Establish a center of excellence
A place that deals with file analysis and related best practices can let you know which malware has penetrated or may enter its organization.
Continuously develop its detection and response capabilities
This is beyond the scope of planning third-party threat sources and deploying controls more effectively.
Be predictable in their security strategy
In addition, support an aggressive philosophy to understand what is going to happen, This Possible opponent’s ability, attack method and attack content.
What is a malware lab?
The Malware Lab centralizes file investigation services and provides access to professional knowledge and threat management resources. Through a unified threat analysis platform and detection infrastructure with a higher degree of automation, enterprises can quickly establish and promote a more mature and cyber-resilient digital environment.
The key components of the Malware Lab include:
Unified threat analysis engine and console
The core analysis engine powers the malware laboratory and unifies threat analysis functions, including automated static and dynamic analysis (ie sandbox technology). Threat analysts, researchers, and hunters share a common console or workbench to manipulate the intelligence and execute risk mitigation strategies without having to laboriously use manual tools and different data.
Comprehensive threat intelligence repository
The source of truth provides an authoritative database of local and related global intelligence, which can be used to enrich the existing security control and infrastructure.

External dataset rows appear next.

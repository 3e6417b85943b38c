//! Configuration loading and resolution.
//!
//! Every setting resolves as: explicit CLI value, then environment, then default.

use std::time::Duration;

use firecrawl_core::{ClientConfig, FirecrawlClient, DEFAULT_API_URL, DEFAULT_TIMEOUT};

use crate::types::{McpError, McpResult};

pub const API_KEY_ENV: &str = "FIRECRAWL_API_KEY";
pub const API_URL_ENV: &str = "FIRECRAWL_API_URL";
pub const TIMEOUT_ENV: &str = "FIRECRAWL_TIMEOUT_SECS";
pub const TOKEN_ENV: &str = "FIRECRAWL_MCP_TOKEN";

/// Settings supplied on the command line.
#[derive(Debug, Clone, Default)]
pub struct ServerOptions {
    pub api_key: Option<String>,
    pub api_url: Option<String>,
    pub timeout_secs: Option<u64>,
}

fn from_env(name: &str) -> Option<String> {
    std::env::var(name).ok()
}

fn non_empty(value: Option<String>) -> Option<String> {
    value
        .map(|v| v.trim().to_string())
        .filter(|v| !v.is_empty())
}

/// Resolve the Firecrawl API key.
pub fn resolve_api_key(explicit: Option<&str>) -> Option<String> {
    resolve_api_key_with(explicit, from_env)
}

fn resolve_api_key_with(
    explicit: Option<&str>,
    env: impl Fn(&str) -> Option<String>,
) -> Option<String> {
    non_empty(explicit.map(str::to_string)).or_else(|| non_empty(env(API_KEY_ENV)))
}

/// Resolve the Firecrawl API base URL.
pub fn resolve_api_url(explicit: Option<&str>) -> String {
    resolve_api_url_with(explicit, from_env)
}

fn resolve_api_url_with(explicit: Option<&str>, env: impl Fn(&str) -> Option<String>) -> String {
    non_empty(explicit.map(str::to_string))
        .or_else(|| non_empty(env(API_URL_ENV)))
        .unwrap_or_else(|| DEFAULT_API_URL.to_string())
}

/// Resolve the request timeout. Unparseable or zero values fall back to the default.
pub fn resolve_timeout(explicit: Option<u64>) -> Duration {
    resolve_timeout_with(explicit, from_env)
}

fn resolve_timeout_with(explicit: Option<u64>, env: impl Fn(&str) -> Option<String>) -> Duration {
    let env_secs = || {
        let raw = non_empty(env(TIMEOUT_ENV))?;
        match raw.parse::<u64>() {
            Ok(secs) => Some(secs),
            Err(_) => {
                tracing::warn!("Ignoring {TIMEOUT_ENV}={raw}: not a number of seconds");
                None
            }
        }
    };

    explicit
        .or_else(env_secs)
        .filter(|secs| *secs > 0)
        .map(Duration::from_secs)
        .unwrap_or(DEFAULT_TIMEOUT)
}

/// Resolve the bearer token required by the HTTP transport.
pub fn resolve_token(explicit: Option<&str>) -> Option<String> {
    non_empty(explicit.map(str::to_string)).or_else(|| non_empty(from_env(TOKEN_ENV)))
}

/// Build the client configuration, failing when no API key is available.
pub fn client_config(options: &ServerOptions) -> McpResult<ClientConfig> {
    let api_key = resolve_api_key(options.api_key.as_deref()).ok_or_else(|| {
        McpError::Config(format!(
            "no Firecrawl API key: pass --api-key or set {API_KEY_ENV}"
        ))
    })?;

    Ok(ClientConfig::new(api_key)
        .with_api_url(resolve_api_url(options.api_url.as_deref()))
        .with_timeout(resolve_timeout(options.timeout_secs)))
}

/// Build a ready-to-use client from command-line options and the environment.
pub fn build_client(options: &ServerOptions) -> McpResult<FirecrawlClient> {
    let config = client_config(options)?;
    tracing::info!("Firecrawl API: {}", config.api_url);
    FirecrawlClient::new(config).map_err(|e| McpError::Config(e.to_string()))
}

Malware “sample cabinet” or File Lake
Secure malware file storage to support future research and training. In the Malware Lab, a detailed inventory is maintained to browse archived samples from local and global sources.
Metadata repository or data lake
This repository hosts all metadata extracted during analysis and can be used for ongoing searches, searches, and continuous monitoring. Applying the YARA rule set in historical data can support retrospective searches for potential threats and has the ability to mark changes over time.
YARA rules repository
The YARA repository incorporates rule sets for sharing and use to optimize detection and threat hunting.
The Malware Lab represents a collection of resources, skills, technologies, and practices in response to the ever-expanding digitalization of business processes and the increasingly severe cyber threat situation. As more and more elements of modern business rely on files as a means of exchanging digital information, a “trust but verification” mentality is essential to ensure the continued success of the business.
In response, organizations realize that they not only need to respond to known threats based on SOC, but also need internal capabilities to assess unknown or urgent threats to organizations across all digital channels in order to understand the actions to be taken. Attack, what and how they will attack. As a result, their focus has expanded. They need to know who is out there, what their capabilities are, what type of organization they are attacking, how they are attacking, and what actions they will take when they are attacked.
It is part of the threat hunter to understand whether the organization provides opportunities for attackers by analyzing the remnants of current and previous attacks. Now, the team has the opportunity to support this through the Malware Lab.